[Saved entries]
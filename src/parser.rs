//! Parsing the input data
//!
//! The parsers produce the data structures the classification works on and
//! can be replaced by any other source of the same data:
//!
//! - [`hp_obo`]: the ontology, into a [`Builder`](crate::builder::Builder)
//! - [`annotation`]: per-disease annotation files, into [`Diseases`](crate::Diseases)
//! - [`morbidmap`]: disease genes, added to existing [`Diseases`](crate::Diseases)
//! - [`rules`]: category rule files, into a [`Nosology`](crate::Nosology)

pub mod annotation;
/// Module to parse `hp.obo` file
pub mod hp_obo;
pub mod morbidmap;
pub mod rules;
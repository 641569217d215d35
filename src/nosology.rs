//! Classification of diseases into nosology groups
//!
//! A [`Nosology`] is the ordered list of all [`Category`]s. Each category
//! carries one or more [`Definition`]s, rule predicates that decide whether a
//! disease belongs to it, and a gold standard of known members.
//!
//! The classification runs in three steps:
//!
//! 1. Load all categories, including every gold standard
//! 2. [`Nosology::classify`] determines the members of each category
//! 3. [`Nosology::report`] compares the members to the gold standards and
//!    attributes new predictions to other categories
//!
//! # Examples
//!
//! ```
//! use nosology::builder::Builder;
//! use nosology::{Category, Definition, DiseaseAnnotation, Diseases, HpoTermId, Nosology};
//!
//! let mut builder = Builder::new();
//! builder.add_term("All", 1u32, []);
//! builder.add_term("Mode of inheritance", 5u32, [HpoTermId::from(1u32)]);
//! builder.add_term("Phenotypic abnormality", 118u32, [HpoTermId::from(1u32)]);
//! builder.add_term("Onset", 3674u32, [HpoTermId::from(1u32)]);
//! let ontology = builder.terms_complete().connect_all_terms().unwrap().build().unwrap();
//!
//! let mut achondroplasia = DiseaseAnnotation::new(100800u32.into(), "Achondroplasia");
//! achondroplasia.add_gene("FGFR3");
//! let mut li_fraumeni = DiseaseAnnotation::new(151623u32.into(), "Li-Fraumeni syndrome");
//! li_fraumeni.add_gene("TP53");
//! let diseases: Diseases = [achondroplasia, li_fraumeni].into_iter().collect();
//!
//! let mut definition = Definition::builder();
//! definition.gene("FGFR3");
//! let mut category = Category::new("FGFR3 group", 1);
//! category.add_gold_standard(100800u32.into(), "Achondroplasia");
//! category.add_definition(definition.build());
//!
//! let mut nosology = Nosology::new();
//! nosology.push(category);
//! nosology.classify(&diseases, &ontology).unwrap();
//!
//! let recovery = nosology.categories()[0].recovery().unwrap();
//! assert_eq!(recovery.recovered(), 1);
//! assert_eq!(recovery.total(), 1);
//! assert!(nosology
//!     .report(&diseases, &ontology)
//!     .contains("I got 1/1 (100.0%) of the gold standard diseases."));
//! ```
use std::fs;
use std::path::Path;

use tracing::info;

use crate::annotations::{DiseaseId, Diseases};
use crate::{parser, AncestorQuery, HpoError, HpoResult};

mod category;
mod definition;
mod evaluation;
mod report;

pub use category::{Category, GoldStandard, Membership, Recovery};
pub use definition::{Definition, DefinitionBuilder, MinimumCount};
pub use evaluation::satisfies;

/// All categories in their curated order
#[derive(Debug, Default, Clone)]
pub struct Nosology {
    categories: Vec<Category>,
}

impl Nosology {
    /// Constructs a new, empty [`Nosology`]
    pub fn new() -> Self {
        Self::default()
    }

    /// Loads all categories from the [`crate::NOSOLOGY_DIRNAME`] inside `folder`
    ///
    /// # Errors
    ///
    /// See [`parser::rules::load_nosology`]
    pub fn from_standard<P: AsRef<Path>>(folder: P) -> HpoResult<Self> {
        parser::rules::load_nosology(folder.as_ref().join(crate::NOSOLOGY_DIRNAME))
    }

    /// Appends a category
    ///
    /// A category without any definition receives a single trivial one.
    pub fn push(&mut self, mut category: Category) {
        category.ensure_definition();
        self.categories.push(category);
    }

    /// Returns the number of categories
    pub fn len(&self) -> usize {
        self.categories.len()
    }

    /// Returns `true` if there are no categories
    pub fn is_empty(&self) -> bool {
        self.categories.is_empty()
    }

    /// All categories in load order
    pub fn categories(&self) -> &[Category] {
        &self.categories
    }

    /// Returns the category with the given name
    pub fn get(&self, name: &str) -> Option<&Category> {
        self.categories.iter().find(|category| category.name() == name)
    }

    /// Determines the members of every category
    ///
    /// # Errors
    ///
    /// [`HpoError::AlreadyEvaluated`] if the nosology was classified before
    pub fn classify<Q: AncestorQuery + ?Sized>(
        &mut self,
        diseases: &Diseases,
        query: &Q,
    ) -> HpoResult<()> {
        info!(
            "Classifying {} diseases into {} categories",
            diseases.len(),
            self.categories.len()
        );
        for category in &mut self.categories {
            category.find_members(diseases, query)?;
        }
        Ok(())
    }

    /// Returns the first other category whose gold standard contains the disease
    ///
    /// Categories are told apart by identity, so `category` must be borrowed
    /// from this nosology. Other categories with the same name still count.
    pub fn attribution(&self, disease: DiseaseId, category: &Category) -> Option<&Category> {
        self.categories
            .iter()
            .filter(|other| !std::ptr::eq(*other, category))
            .find(|other| other.in_gold_standard(disease))
    }

    /// Renders the plain text report of all categories
    pub fn report<Q: AncestorQuery + ?Sized>(&self, diseases: &Diseases, query: &Q) -> String {
        let mut out = String::new();
        for category in &self.categories {
            // writing into a String does not fail
            let _ = report::write_category(&mut out, self, category, diseases, query);
            out.push('\n');
        }
        out
    }

    /// Writes the report to a file
    ///
    /// # Errors
    ///
    /// [`HpoError::CannotOpenFile`] if the file cannot be written
    pub fn write_report<P: AsRef<Path>, Q: AncestorQuery + ?Sized>(
        &self,
        path: P,
        diseases: &Diseases,
        query: &Q,
    ) -> HpoResult<()> {
        let filename = path.as_ref().display().to_string();
        fs::write(path, self.report(diseases, query))
            .map_err(|_| HpoError::CannotOpenFile(filename))
    }
}

impl<'a> IntoIterator for &'a Nosology {
    type Item = &'a Category;
    type IntoIter = std::slice::Iter<'a, Category>;

    fn into_iter(self) -> Self::IntoIter {
        self.categories.iter()
    }
}
use smallvec::SmallVec;

use crate::term::{HpoChildren, HpoGroup, HpoParents, HpoTermId};
use crate::{DEFAULT_NUM_ALL_PARENTS, DEFAULT_NUM_PARENTS};

/// The `is_a` references as declared in the ontology source
pub(crate) type DeclaredParents = SmallVec<[HpoTermId; DEFAULT_NUM_PARENTS]>;

#[derive(Debug)]
pub(crate) struct HpoTermInternal {
    id: HpoTermId,
    name: String,
    declared_parents: DeclaredParents,
    parents: HpoParents,
    all_parents: HpoParents,
    children: HpoChildren,
}

impl HpoTermInternal {
    pub fn new(name: String, id: HpoTermId) -> HpoTermInternal {
        HpoTermInternal {
            id,
            name,
            declared_parents: DeclaredParents::new(),
            parents: HpoGroup::with_capacity(DEFAULT_NUM_PARENTS),
            all_parents: HpoGroup::with_capacity(DEFAULT_NUM_ALL_PARENTS),
            children: HpoChildren::with_capacity(DEFAULT_NUM_PARENTS),
        }
    }

    pub fn id(&self) -> &HpoTermId {
        &self.id
    }

    pub fn name(&self) -> &str {
        &self.name
    }

    pub fn declared_parents(&self) -> &[HpoTermId] {
        &self.declared_parents
    }

    pub fn declare_parent(&mut self, parent_id: HpoTermId) {
        if !self.declared_parents.contains(&parent_id) {
            self.declared_parents.push(parent_id);
        }
    }

    pub fn parents(&self) -> &HpoParents {
        &self.parents
    }

    pub fn children(&self) -> &HpoChildren {
        &self.children
    }

    pub fn all_parents(&self) -> &HpoParents {
        &self.all_parents
    }

    pub fn all_parents_mut(&mut self) -> &mut HpoParents {
        &mut self.all_parents
    }

    pub fn add_parent<I: Into<HpoTermId>>(&mut self, parent_id: I) {
        self.parents.insert(parent_id);
    }

    pub fn add_child<I: Into<HpoTermId>>(&mut self, child_id: I) {
        self.children.insert(child_id);
    }
}

impl PartialEq for HpoTermInternal {
    fn eq(&self, other: &Self) -> bool {
        self.id == other.id
    }
}

impl Eq for HpoTermInternal {}
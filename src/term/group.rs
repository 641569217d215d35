use std::ops::BitOr;

use crate::HpoTermId;

/// A set of [`HpoTermId`] representing a group of HPO terms
///
/// Each term can occur only once in the group. The ids are kept sorted,
/// so membership checks are a binary search.
///
/// This group is used e.g. for having a set of parent or child HPO Terms
#[derive(Debug, Default, Clone, PartialEq, Eq)]
pub struct HpoGroup {
    ids: Vec<HpoTermId>,
}

impl HpoGroup {
    /// Constructs a new, empty [`HpoGroup`]
    pub fn new() -> Self {
        Self::default()
    }

    /// Constructs a new, empty [`HpoGroup`] with the given capacity
    pub fn with_capacity(capacity: usize) -> Self {
        Self {
            ids: Vec::with_capacity(capacity),
        }
    }

    /// Returns `true` if the group contains no [`HpoTermId`]s
    pub fn is_empty(&self) -> bool {
        self.ids.is_empty()
    }

    /// Returns the number of [`HpoTermId`]s in the group
    pub fn len(&self) -> usize {
        self.ids.len()
    }

    /// Adds a new [`HpoTermId`] to the group
    ///
    /// Returns whether the `HpoTermId` was newly inserted. That is:
    ///
    /// - If the group did not previously contain this `HpoTermId`, true is returned.
    /// - If the group already contained this `HpoTermId`, false is returned.
    ///
    pub fn insert<I: Into<HpoTermId>>(&mut self, id: I) -> bool {
        let id = id.into();
        match self.ids.binary_search(&id) {
            Ok(_) => false,
            Err(idx) => {
                self.ids.insert(idx, id);
                true
            }
        }
    }

    /// Returns `true` if the group contains the [`HpoTermId`]
    pub fn contains(&self, id: &HpoTermId) -> bool {
        self.ids.binary_search(id).is_ok()
    }

    /// Returns an Iterator of the [`HpoTermId`]s inside the group
    pub fn iter(&self) -> HpoTermIds {
        HpoTermIds::new(self.ids.iter())
    }
}

impl FromIterator<HpoTermId> for HpoGroup {
    fn from_iter<T: IntoIterator<Item = HpoTermId>>(iter: T) -> Self {
        let mut group = HpoGroup::new();
        for id in iter {
            group.insert(id);
        }
        group
    }
}

impl<'a> IntoIterator for &'a HpoGroup {
    type Item = HpoTermId;

    type IntoIter = HpoTermIds<'a>;

    fn into_iter(self) -> HpoTermIds<'a> {
        HpoTermIds::new(self.ids.iter())
    }
}

/// An iterator over [`HpoTermId`]s
pub struct HpoTermIds<'a> {
    inner: std::slice::Iter<'a, HpoTermId>,
}

impl<'a> HpoTermIds<'a> {
    fn new(inner: std::slice::Iter<'a, HpoTermId>) -> Self {
        Self { inner }
    }
}

impl<'a> Iterator for HpoTermIds<'a> {
    type Item = HpoTermId;
    fn next(&mut self) -> Option<HpoTermId> {
        self.inner.next().copied()
    }
}

impl BitOr for &HpoGroup {
    type Output = HpoGroup;

    fn bitor(self, rhs: &HpoGroup) -> HpoGroup {
        let (large, small) = if self.len() > rhs.len() {
            (self, rhs)
        } else {
            (rhs, self)
        };

        let mut group = large.clone();
        group.ids.reserve(small.len());
        for id in &small.ids {
            group.insert(*id);
        }
        group
    }
}

#[cfg(test)]
mod tests {
    use super::*;

    #[test]
    fn test_hpogroup_iter() {
        let mut group = HpoGroup::new();
        group.insert(1u32);
        group.insert(2u32);
        group.insert(3u32);

        let mut ids = Vec::new();
        for id in &group {
            ids.push(id);
        }
        assert_eq!(ids.len(), 3);

        for id in &group {
            ids.push(id);
        }
        assert_eq!(ids.len(), 6);
    }

    #[test]
    fn test_insert_keeps_order_and_uniqueness() {
        let mut group = HpoGroup::new();
        assert!(group.insert(30u32));
        assert!(group.insert(10u32));
        assert!(group.insert(20u32));
        assert!(!group.insert(10u32));

        let expected: Vec<HpoTermId> = vec![10u32.into(), 20u32.into(), 30u32.into()];
        assert_eq!(group.ids, expected);
        assert!(group.contains(&20u32.into()));
        assert!(!group.contains(&21u32.into()));
    }

    #[test]
    fn test_bitor_set1() {
        let mut group1 = HpoGroup::new();
        group1.insert(1u32);
        group1.insert(2u32);
        group1.insert(3u32);

        let mut group2 = HpoGroup::new();
        group2.insert(2u32);
        group2.insert(4u32);

        let result = group1.bitor(&group2);
        let expected: Vec<HpoTermId> = vec![1u32.into(), 2u32.into(), 3u32.into(), 4u32.into()];
        assert_eq!(result.ids, expected);
    }

    #[test]
    fn test_bitor_set2() {
        let group1: HpoGroup = [1u32, 2, 3].into_iter().map(HpoTermId::from).collect();
        let group2: HpoGroup = [5u32, 1, 4, 2].into_iter().map(HpoTermId::from).collect();

        let result = group1.bitor(&group2);
        let expected: Vec<HpoTermId> = vec![
            1u32.into(),
            2u32.into(),
            3u32.into(),
            4u32.into(),
            5u32.into(),
        ];
        assert_eq!(result.ids, expected);
    }
}
use crate::{HpoError, HpoResult, HpoTermId};

/// Requires a minimum number of positive annotations below a term
#[derive(Debug, Clone, Copy, PartialEq, Eq)]
pub struct MinimumCount {
    term: HpoTermId,
    minimum: usize,
}

impl MinimumCount {
    /// Constructs a new [`MinimumCount`] constraint
    pub fn new(term: HpoTermId, minimum: usize) -> Self {
        Self { term, minimum }
    }

    /// The term the annotations must descend from (or be equal to)
    pub fn term(&self) -> HpoTermId {
        self.term
    }

    /// The minimum number of matching annotations
    pub fn minimum(&self) -> usize {
        self.minimum
    }
}

/// One alternative rule predicate of a [`Category`](crate::Category)
///
/// A `Definition` is an immutable value. It is created either by the rule
/// file parser or in code through a [`DefinitionBuilder`]. Evaluation
/// against a disease happens in [`satisfies`](crate::nosology::satisfies).
///
/// # Examples
///
/// ```
/// use nosology::{Definition, HpoTermId};
///
/// let mut builder = Definition::builder();
/// builder
///     .gene("FGFR3")
///     .excluded(HpoTermId::from(1363u32));
/// let definition = builder.build();
///
/// assert_eq!(definition.genes(), ["FGFR3"]);
/// assert_eq!(definition.excluded(), [HpoTermId::from(1363u32)]);
/// assert!(definition.required().is_empty());
/// assert!(!definition.is_trivial());
/// ```
#[derive(Debug, Default, Clone, PartialEq, Eq)]
pub struct Definition {
    genes: Vec<String>,
    excluded: Vec<HpoTermId>,
    required: Vec<HpoTermId>,
    optional: Vec<HpoTermId>,
    minimum_counts: Vec<MinimumCount>,
    onset_feature: Option<HpoTermId>,
}

impl Definition {
    /// Returns a new [`DefinitionBuilder`]
    pub fn builder() -> DefinitionBuilder {
        DefinitionBuilder::default()
    }

    /// Gene symbols of which at least one must be a disease gene
    pub fn genes(&self) -> &[String] {
        &self.genes
    }

    /// Terms that must not be present, including their descendants
    pub fn excluded(&self) -> &[HpoTermId] {
        &self.excluded
    }

    /// Terms that must all be present
    pub fn required(&self) -> &[HpoTermId] {
        &self.required
    }

    /// Terms of which at least one must be present
    pub fn optional(&self) -> &[HpoTermId] {
        &self.optional
    }

    /// Minimum count constraints
    pub fn minimum_counts(&self) -> &[MinimumCount] {
        &self.minimum_counts
    }

    /// A term that must be present with neonatal or congenital onset
    pub fn onset_feature(&self) -> Option<HpoTermId> {
        self.onset_feature
    }

    /// Returns `true` if the definition has no constraint at all
    ///
    /// A trivial definition is satisfied by every disease.
    pub fn is_trivial(&self) -> bool {
        self == &Definition::default()
    }
}

/// Collects the constraints of a [`Definition`]
#[derive(Debug, Default, Clone)]
pub struct DefinitionBuilder {
    inner: Definition,
}

impl DefinitionBuilder {
    /// Adds a gene symbol
    pub fn gene(&mut self, symbol: &str) -> &mut Self {
        self.inner.genes.push(symbol.to_string());
        self
    }

    /// Adds a term that must not be present
    pub fn excluded(&mut self, term: HpoTermId) -> &mut Self {
        self.inner.excluded.push(term);
        self
    }

    /// Adds a term that must be present
    pub fn required(&mut self, term: HpoTermId) -> &mut Self {
        self.inner.required.push(term);
        self
    }

    /// Adds a term to the optional terms
    pub fn optional(&mut self, term: HpoTermId) -> &mut Self {
        self.inner.optional.push(term);
        self
    }

    /// Requires at least `minimum` positive annotations below `term`
    pub fn minimum_count(&mut self, term: HpoTermId, minimum: usize) -> &mut Self {
        self.inner
            .minimum_counts
            .push(MinimumCount::new(term, minimum));
        self
    }

    /// Sets the term that must be present with neonatal or congenital onset
    ///
    /// # Errors
    ///
    /// [`HpoError::InvalidRule`] if the onset feature was set before
    pub fn onset_feature(&mut self, term: HpoTermId) -> HpoResult<&mut Self> {
        if let Some(previous) = self.inner.onset_feature {
            return Err(HpoError::InvalidRule(format!(
                "only one neonatal feature is allowed per definition, found {previous} and {term}"
            )));
        }
        self.inner.onset_feature = Some(term);
        Ok(self)
    }

    /// Returns `true` if no constraint was added yet
    pub fn is_empty(&self) -> bool {
        self.inner.is_trivial()
    }

    /// Returns the [`Definition`] with all constraints added so far
    pub fn build(&self) -> Definition {
        self.inner.clone()
    }
}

◆ Aim of the task
Return, in full, every line of these entries that holds "satisfies".

◆ Written response
pub use evaluation::satisfies;
/// against a disease happens in [`satisfies`](crate::nosology::satisfies).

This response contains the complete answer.